3Professor (Ret), Department of Civil Engineering, De La Salle University

Abstract: In the context of the Philippines and Japan, various technologies of seismic

retrofitting of bridges are classified in this paper. The most commonly required retrofits are

those of foundations, columns and piers, superstructure joints, and bearings. The

prevalence of soft ground conditions in these Asian settings is emphasized; in this regard,

retrofit of columns and piers is shown to be a practical compromise. The use of lead rubber

bearings and sliding bearings is encouraged as a form of seismic isolation of the

superstructure, to reduce the seismic force demands on the substructure in the first place.

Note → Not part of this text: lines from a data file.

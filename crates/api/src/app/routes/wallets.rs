//! Dev wallet endpoints: the in-memory value channel backing buy/sell.

use std::sync::Arc;

use axum::{
    Json,
    extract::{Extension, Path},
    http::StatusCode,
    response::IntoResponse,
};
use serde_json::json;

use crate::app::services::AppServices;
use crate::app::{dto, errors};
use crate::context::CallerContext;

pub async fn fund(
    Extension(services): Extension<Arc<AppServices>>,
    Extension(caller): Extension<CallerContext>,
    Json(body): Json<dto::ValueRequest>,
) -> axum::response::Response {
    match services.wallets.credit(caller.account(), body.value) {
        Ok(balance) => (StatusCode::OK, Json(json!({ "balance": balance.to_string() }))).into_response(),
        Err(e) => errors::json_error(StatusCode::UNPROCESSABLE_ENTITY, "wallet_error", e.to_string()),
    }
}

pub async fn wallet_balance(
    Extension(services): Extension<Arc<AppServices>>,
    Path(account): Path<String>,
) -> axum::response::Response {
    let account = match dto::parse_account("account", &account) {
        Ok(a) => a,
        Err(resp) => return resp,
    };
    match services.wallets.balance(account) {
        Ok(balance) => (StatusCode::OK, Json(json!({ "balance": balance.to_string() }))).into_response(),
        Err(e) => errors::json_error(StatusCode::INTERNAL_SERVER_ERROR, "wallet_error", e.to_string()),
    }
}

Key Words: seismic retrofit, foundation, liquefaction, jacketing, seismic isolation

1. GOALS, MEASURES, AND LIMITATIONS OF RETROFIT

Seismic requirements for bridge design have been upgraded periodically to render the

newer bridges less vulnerable to earthquake excitation; accordingly, retrofits have become

necessary for many existing bridges that do not meet the new level of seismic design

requirements. Yet, bridges can be retrofitted only when doing so is technically,

economically and socially feasible; those that fail to satisfy these requirements are deemed

to be better replaced with new bridges (Priestley, Seible and Calvi 1996).

Observations of the nature of earthquake damages in the past are vital in the design of

seismic retrofitting works. Following are some examples of damage in past earthquakes in

the Philippines, Japan, and Taiwan. Many of the failures of bridge structures in the

Philippines as a result of the 1990 Luzon earthquake were mainly due to lateral spreading

of the ground due to soil liquefaction. Bridge foundations were affected and bridge decks

were unseated from their bearings. Damage due to soil liquefaction is exhibited by the

failure of the Magsaysay Bridge in Pangasinan, shown in Figure 1, and the Carmen Bridge,

shown in Figure 2 (Pacheco 2000).

In Japan while retrofitting works were initiated as early as 1971 (Kawashima 1990; and

Kawashima, Unjoh and Mukai 1994), more recent ones were essentially a consequence of

the 1995 Hyogo-ken Nanbu earthquake. The failures observed comprise mostly of the

following (for detailed documentation, see Kawashima and Unjoh 1997): (1) shear failure

at column mid-heights due to premature termination of longitudinal bars in concrete

columns with insufficient development lengths at cut-off point (Figure 3); (2) flexural

failure at base of reinforced concrete columns; (3) local buckling of web and flange plates

of steel columns accompanied by rupture of welds at their junctions in some cases; (4) soil

liquefaction resulting in settlement and tilting of foundations; (5) lateral spreading of

ground that caused movements of foundations; and (6) damage to bearings and unseating

prevention devices.

Figure 3 shows an example of reinforced concrete column failures in shear or in flexure.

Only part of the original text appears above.